Once a child is born, however, the script flips. Older adults who outlive their children generally have an easier time coping than parents who lose very young children. “The age of the child is really important, because it speaks to promise,” Carr says. When a young child dies, that promise dies with them: “the graduation, the grandbabies, the marriages—that’s lost, too.”

Nonetheless, even older adults may suffer intensely after the death of an adult son or daughter. “You can meet someone who is 75 who loses a 50-year-old child, and it’s still devastating,” Carr says. “There’s this belief in the natural order. A parent should die first. So even though age matters, older parents still are quite bereft. They’re just losing less of that long-term promise.”

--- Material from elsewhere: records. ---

//! Duplex registration offset
//!
//! Printers drift slightly between the two sides of a sheet. The measured
//! drift is stored as an [`OffsetData`] record and applied to back pages as a
//! wrapping translation.

use crate::constants::BASELINE_PPI;
use crate::types::*;
use image::RgbImage;
use serde::{Deserialize, Serialize};
use std::path::Path;

/// Persisted page-to-page offset in baseline pixels
#[derive(Debug, Clone, Copy, PartialEq, Eq, Default, Serialize, Deserialize)]
pub struct OffsetData {
    pub x_offset: i32,
    pub y_offset: i32,
}

impl OffsetData {
    pub fn new(x_offset: i32, y_offset: i32) -> Self {
        Self { x_offset, y_offset }
    }

    pub async fn load(path: impl AsRef<Path>) -> Result<Self> {
        let bytes = tokio::fs::read(path).await?;
        Ok(serde_json::from_slice(&bytes)?)
    }

    /// Write the record, creating its parent directory if needed
    pub async fn save(&self, path: impl AsRef<Path>) -> Result<()> {
        let path = path.as_ref();
        if let Some(parent) = path.parent().filter(|p| !p.as_os_str().is_empty()) {
            tokio::fs::create_dir_all(parent).await?;
        }
        let json = serde_json::to_string_pretty(self)?;
        tokio::fs::write(path, json).await?;
        Ok(())
    }

    /// Synchronous load used from inside the render task
    pub fn load_blocking(path: &Path) -> Result<Self> {
        let bytes = std::fs::read(path)?;
        Ok(serde_json::from_slice(&bytes)?)
    }

    /// Offset in output pixels: `floor(offset * ppi / 300)`
    pub fn scaled(&self, ppi: u32) -> (i64, i64) {
        let scale = |v: i32| (v as f64 * ppi as f64 / BASELINE_PPI as f64).floor() as i64;
        (scale(self.x_offset), scale(self.y_offset))
    }
}

/// Translate an image by (`dx`, `dy`), wrapping pixels around the edges
pub fn offset_image(image: &RgbImage, dx: i64, dy: i64) -> RgbImage {
    let (width, height) = (image.width() as i64, image.height() as i64);
    if width == 0 || height == 0 {
        return image.clone();
    }

    RgbImage::from_fn(image.width(), image.height(), |x, y| {
        let src_x = (x as i64 - dx).rem_euclid(width) as u32;
        let src_y = (y as i64 - dy).rem_euclid(height) as u32;
        *image.get_pixel(src_x, src_y)
    })
}

/// Apply `offset` to every back page. Front pages are never moved.
///
/// Returns the number of pages shifted.
pub fn offset_pages(pages: &mut [SheetPage], offset: OffsetData, ppi: u32) -> usize {
    let (dx, dy) = offset.scaled(ppi);
    let mut shifted = 0;

    for page in pages.iter_mut().filter(|p| p.side == SheetSide::Back) {
        page.image = offset_image(&page.image, dx, dy);
        shifted += 1;
    }

    shifted
}

#[cfg(test)]
mod tests {
    use super::*;
    use image::Rgb;

    fn marked(width: u32, height: u32) -> RgbImage {
        let mut image = RgbImage::from_pixel(width, height, Rgb([255, 255, 255]));
        image.put_pixel(0, 0, Rgb([255, 0, 0]));
        image
    }

    #[test]
    fn test_offset_wraps() {
        let shifted = offset_image(&marked(10, 10), 3, -2);
        assert_eq!(*shifted.get_pixel(3, 8), Rgb([255, 0, 0]));
        assert_eq!(*shifted.get_pixel(0, 0), Rgb([255, 255, 255]));
    }

    #[test]
    fn test_scaled_by_ppi() {
        let offset = OffsetData::new(30, -7);
        assert_eq!(offset.scaled(300), (30, -7));
        assert_eq!(offset.scaled(600), (60, -14));
        // floor, not truncation
        assert_eq!(OffsetData::new(-1, 1).scaled(150), (-1, 0));
    }
}
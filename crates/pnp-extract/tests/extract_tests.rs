mod common;

use common::*;
use pnp_extract::*;
use std::path::{Path, PathBuf};
use tempfile::TempDir;

const RED: [u8; 3] = [220, 30, 30];
const GREEN: [u8; 3] = [30, 200, 40];
const BLUE: [u8; 3] = [20, 40, 210];
const GOLD: [u8; 3] = [210, 170, 20];
const TEAL: [u8; 3] = [20, 170, 170];
const PLUM: [u8; 3] = [140, 40, 140];

fn options(dir: &TempDir, pdf: &Path) -> ExtractOptions {
    ExtractOptions {
        output_root: dir.path().join("game"),
        ..ExtractOptions::new(pdf)
    }
}

fn out(dir: &TempDir, folder: &str) -> PathBuf {
    dir.path().join("game").join(folder)
}

#[tokio::test]
async fn test_missing_pdf_is_not_found() {
    let dir = TempDir::new().unwrap();
    let missing = dir.path().join("nope.pdf");

    let result = extract(options(&dir, &missing)).await;
    assert!(matches!(result, Err(ExtractError::NotFound(path)) if path == missing));
}

#[tokio::test]
async fn test_alternating_pages_pair_backs_with_fronts() {
    let dir = TempDir::new().unwrap();
    let pdf_path = dir.path().join("deck.pdf");

    let mut pdf = TestPdf::new();
    let fronts = [pdf.card(RED), pdf.card(GREEN), pdf.card(BLUE)];
    let backs = [pdf.card(GOLD), pdf.card(TEAL), pdf.card(PLUM)];
    pdf.page(&grid(&fronts));
    pdf.page(&grid(&backs));
    pdf.save(&pdf_path);

    let report = extract(options(&dir, &pdf_path)).await.unwrap();

    assert_eq!(report.documents, 1);
    assert_eq!(report.pages, 2);
    assert_eq!(report.fronts, 3);
    assert_eq!(report.unique_backs, 3);
    assert_eq!(report.paired_backs, 3);
    assert_eq!(report.common_backs, 0);
    assert!(report.diagnostics.is_empty());

    assert_eq!(
        file_names(&out(&dir, "front")),
        vec!["1_1.png", "1_2.png", "1_3.png"]
    );
    assert_eq!(
        file_names(&out(&dir, "double_sided")),
        vec!["1_1.png", "1_2.png", "1_3.png"]
    );
    assert_eq!(color_of(&out(&dir, "front").join("1_2.png")), GREEN);
    assert_eq!(color_of(&out(&dir, "double_sided").join("1_1.png")), GOLD);
    assert_eq!(color_of(&out(&dir, "double_sided").join("1_3.png")), PLUM);
}

#[tokio::test]
async fn test_short_edge_flip_reverses_backs() {
    let dir = TempDir::new().unwrap();
    let pdf_path = dir.path().join("deck.pdf");

    let mut pdf = TestPdf::new();
    let fronts = [pdf.card(RED), pdf.card(GREEN), pdf.card(BLUE)];
    let backs = [pdf.card(GOLD), pdf.card(TEAL), pdf.card(PLUM)];
    pdf.page(&grid(&fronts));
    pdf.page(&grid(&backs));
    pdf.save(&pdf_path);

    let options = ExtractOptions {
        short_edge_flip: true,
        ..options(&dir, &pdf_path)
    };
    extract(options).await.unwrap();

    let ds = out(&dir, "double_sided");
    assert_eq!(color_of(&ds.join("1_1.png")), PLUM);
    assert_eq!(color_of(&ds.join("1_2.png")), TEAL);
    assert_eq!(color_of(&ds.join("1_3.png")), GOLD);
}

#[tokio::test]
async fn test_common_back_written_once() {
    let dir = TempDir::new().unwrap();
    let pdf_path = dir.path().join("deck.pdf");

    let mut pdf = TestPdf::new();
    let shared = pdf.card(GOLD);
    for sheet in 0..5u8 {
        let fronts = [pdf.card([sheet * 40, 10, 10]), pdf.card([10, sheet * 40, 10])];
        pdf.page(&grid(&fronts));
        pdf.page(&grid(&[shared, shared]));
    }
    pdf.save(&pdf_path);

    let report = extract(options(&dir, &pdf_path)).await.unwrap();

    assert_eq!(report.fronts, 10);
    assert_eq!(report.common_backs, 1);
    assert_eq!(report.unique_backs, 0);
    assert_eq!(file_names(&out(&dir, "back")), vec!["back_1.png"]);
    assert!(file_names(&out(&dir, "double_sided")).is_empty());
    assert_eq!(color_of(&out(&dir, "back").join("back_1.png")), GOLD);
}

#[tokio::test]
async fn test_below_threshold_backs_are_unique() {
    let dir = TempDir::new().unwrap();
    let pdf_path = dir.path().join("deck.pdf");

    let mut pdf = TestPdf::new();
    let shared = pdf.card(GOLD);
    let fronts = [pdf.card(RED), pdf.card(GREEN)];
    pdf.page(&grid(&fronts));
    pdf.page(&grid(&[shared, shared]));
    pdf.save(&pdf_path);

    let report = extract(options(&dir, &pdf_path)).await.unwrap();

    assert_eq!(report.common_backs, 0);
    assert_eq!(report.unique_backs, 2);
    assert_eq!(
        file_names(&out(&dir, "double_sided")),
        vec!["1_1.png", "1_2.png"]
    );
}

#[tokio::test]
async fn test_layout_mismatch_skips_pairing() {
    let dir = TempDir::new().unwrap();
    let pdf_path = dir.path().join("deck.pdf");

    let mut pdf = TestPdf::new();
    let fronts: Vec<_> = (0..6u8).map(|i| pdf.card([i * 30, 100, 100])).collect();
    let backs: Vec<_> = (0..4u8).map(|i| pdf.card([100, i * 30, 100])).collect();
    pdf.page(&grid(&fronts));
    pdf.page(&grid(&backs));
    pdf.save(&pdf_path);

    let report = extract(options(&dir, &pdf_path)).await.unwrap();

    assert_eq!(report.fronts, 6);
    assert_eq!(report.unique_backs, 4);
    assert_eq!(report.paired_backs, 0);
    assert_eq!(
        report.diagnostics,
        vec![Diagnostic::LayoutMismatch {
            document: pdf_path.clone(),
            front_page: 1,
            back_page: 2,
            fronts: 6,
            backs: 4,
        }]
    );

    assert_eq!(file_names(&out(&dir, "front")).len(), 6);
    assert_eq!(
        file_names(&out(&dir, "double_sided")),
        vec!["2_1.png", "2_2.png", "2_3.png", "2_4.png"]
    );
}

#[tokio::test]
async fn test_header_and_small_images_are_ignored() {
    let dir = TempDir::new().unwrap();
    let pdf_path = dir.path().join("deck.pdf");

    let mut pdf = TestPdf::new();
    let title = pdf.card(RED);
    let icon = pdf.image(100, 100, GREEN);
    let card = pdf.card(BLUE);
    pdf.page(&[
        place(title, 50.0, 20.0),
        place(icon, 200.0, 300.0),
        place(card, 50.0, 300.0),
    ]);
    pdf.save(&pdf_path);

    let options = ExtractOptions {
        fronts_only: true,
        ..options(&dir, &pdf_path)
    };
    let report = extract(options).await.unwrap();

    assert_eq!(report.fronts, 1);
    assert_eq!(file_names(&out(&dir, "front")), vec!["1_1.png"]);
    assert_eq!(color_of(&out(&dir, "front").join("1_1.png")), BLUE);
}

#[tokio::test]
async fn test_empty_page_is_a_diagnostic() {
    let dir = TempDir::new().unwrap();
    let pdf_path = dir.path().join("deck.pdf");

    let mut pdf = TestPdf::new();
    let card = pdf.card(RED);
    pdf.page(&[place(card, 50.0, 100.0)]);
    pdf.page(&[]);
    pdf.save(&pdf_path);

    let options = ExtractOptions {
        fronts_only: true,
        ..options(&dir, &pdf_path)
    };
    let report = extract(options).await.unwrap();

    assert_eq!(report.pages, 2);
    assert_eq!(report.fronts, 1);
    assert_eq!(
        report.diagnostics,
        vec![Diagnostic::EmptyPage {
            document: pdf_path.clone(),
            page: 2,
        }]
    );
}

#[tokio::test]
async fn test_skip_pages() {
    let dir = TempDir::new().unwrap();
    let pdf_path = dir.path().join("deck.pdf");

    let mut pdf = TestPdf::new();
    for color in [RED, GREEN, BLUE] {
        let card = pdf.card(color);
        pdf.page(&[place(card, 50.0, 100.0)]);
    }
    pdf.save(&pdf_path);

    let options = ExtractOptions {
        fronts_only: true,
        skip_pages: Some("2,x".to_string()),
        ..options(&dir, &pdf_path)
    };
    let report = extract(options).await.unwrap();

    assert_eq!(report.pages, 2);
    assert_eq!(file_names(&out(&dir, "front")), vec!["1_1.png", "3_1.png"]);
    assert_eq!(color_of(&out(&dir, "front").join("3_1.png")), BLUE);
    assert_eq!(
        report.diagnostics,
        vec![Diagnostic::InvalidSkip("x".to_string())]
    );
}

#[tokio::test]
async fn test_grid_override_overflow_is_a_warning() {
    let dir = TempDir::new().unwrap();
    let pdf_path = dir.path().join("deck.pdf");

    let mut pdf = TestPdf::new();
    let fronts = [pdf.card(RED), pdf.card(GREEN), pdf.card(BLUE)];
    pdf.page(&grid(&fronts));
    pdf.save(&pdf_path);

    let options = ExtractOptions {
        fronts_only: true,
        grid: Some("2x1".to_string()),
        ..options(&dir, &pdf_path)
    };
    let report = extract(options).await.unwrap();

    assert_eq!(report.fronts, 3);
    assert_eq!(
        report.diagnostics,
        vec![Diagnostic::GridOverflow {
            document: pdf_path.clone(),
            page: 1,
            found: 3,
            capacity: 2,
        }]
    );
}

#[test]
fn test_invalid_grid_falls_back_to_detection() {
    let dir = TempDir::new().unwrap();
    let pdf_path = dir.path().join("deck.pdf");

    let mut pdf = TestPdf::new();
    let card = pdf.card(RED);
    pdf.page(&[place(card, 50.0, 100.0)]);
    pdf.save(&pdf_path);

    let options = ExtractOptions {
        fronts_only: true,
        grid: Some("three".to_string()),
        ..options(&dir, &pdf_path)
    };
    let report = extract_blocking(&options).unwrap();

    assert_eq!(report.fronts, 1);
    assert_eq!(
        report.diagnostics,
        vec![Diagnostic::InvalidGrid("three".to_string())]
    );
}

#[test]
fn test_jpeg_written_verbatim() {
    let dir = TempDir::new().unwrap();
    let pdf_path = dir.path().join("deck.pdf");

    let mut pdf = TestPdf::new();
    let (card, bytes) = pdf.jpeg(240, 320, TEAL);
    pdf.page(&[place(card, 50.0, 100.0)]);
    pdf.save(&pdf_path);

    let options = ExtractOptions {
        fronts_only: true,
        ..options(&dir, &pdf_path)
    };
    extract_blocking(&options).unwrap();

    let written = std::fs::read(out(&dir, "front").join("1_1.jpg")).unwrap();
    assert_eq!(written, bytes);
}

#[test]
fn test_placements_inside_forms() {
    let dir = TempDir::new().unwrap();
    let pdf_path = dir.path().join("deck.pdf");

    let mut pdf = TestPdf::new();
    let card = pdf.card(RED);
    let form = pdf.form(card, [120.0, 0.0, 0.0, 160.0, 60.0, 500.0]);
    pdf.form_page(form);
    pdf.save(&pdf_path);

    let source = PdfSource::open(&pdf_path).unwrap();
    assert_eq!(source.page_count(), 1);

    let placements = source.placements(1).unwrap();
    assert_eq!(placements.len(), 1);
    let p = &placements[0];
    assert_eq!(p.image, card);
    assert_eq!((p.pixel_width, p.pixel_height), (200, 200));
    assert!((p.x - 60.0).abs() < 1e-3);
    assert!((p.y - 132.0).abs() < 1e-3);
    assert!((p.width - 120.0).abs() < 1e-3);
    assert!((p.height - 160.0).abs() < 1e-3);

    let image = source.extract_image(card).unwrap();
    assert_eq!(image.ext, "png");
}

#[test]
fn test_unpaired_back_in_alternating_mode_is_reported() {
    let dir = TempDir::new().unwrap();
    let pdf_path = dir.path().join("deck.pdf");

    let mut pdf = TestPdf::new();
    let front = pdf.card(RED);
    let back = pdf.card(GOLD);
    // Front page skipped, so its back has nothing to pair with
    pdf.page(&[place(front, 50.0, 100.0)]);
    pdf.page(&[place(back, 50.0, 100.0)]);
    pdf.save(&pdf_path);

    let options = ExtractOptions {
        skip_pages: Some("1".to_string()),
        ..options(&dir, &pdf_path)
    };
    let report = extract_blocking(&options).unwrap();

    assert_eq!(report.unique_backs, 1);
    assert_eq!(report.paired_backs, 0);
    assert_eq!(file_names(&out(&dir, "double_sided")), vec!["2_1.png"]);
    assert_eq!(
        report.diagnostics,
        vec![Diagnostic::UnmatchedBack {
            document: pdf_path.clone(),
            page: 2,
            position: 1,
        }]
    );
}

Coping: How to Provide and Seek Comfort

After a child dies, those who are left behind may experience depression, biological and neurological changes, and a destabilization of the family and marriage. “If you’re in this situation, and it is impairing your ability to function, you need to seek treatment,” Saltz stresses. “Parents who fall into major depression will be unable to parent other children, or be in a marriage. Psychotherapy can be helpful and medication can too, at least in the short run.”

The best thing that friends and loved ones of bereaved parents can do is be present, available, and supportive. If the bereaved speaks of suicide, take them to an emergency room; if the situation is less dire, but the grief does not seem to abate over time, help them make an appointment to speak with a professional or attend a self-help group with other bereaved parents. Because even the most sensitive souls are seldom equipped to help parents cope with a loss of this magnitude—and no matter how hard you try, you’re unlikely to really understand.

That’s where a self-help group’s value really shines through. “The one thing that people who have lost a child hate hearing from others is ‘I know what you’re going through,’” Carr says. “They cannot possibly know.”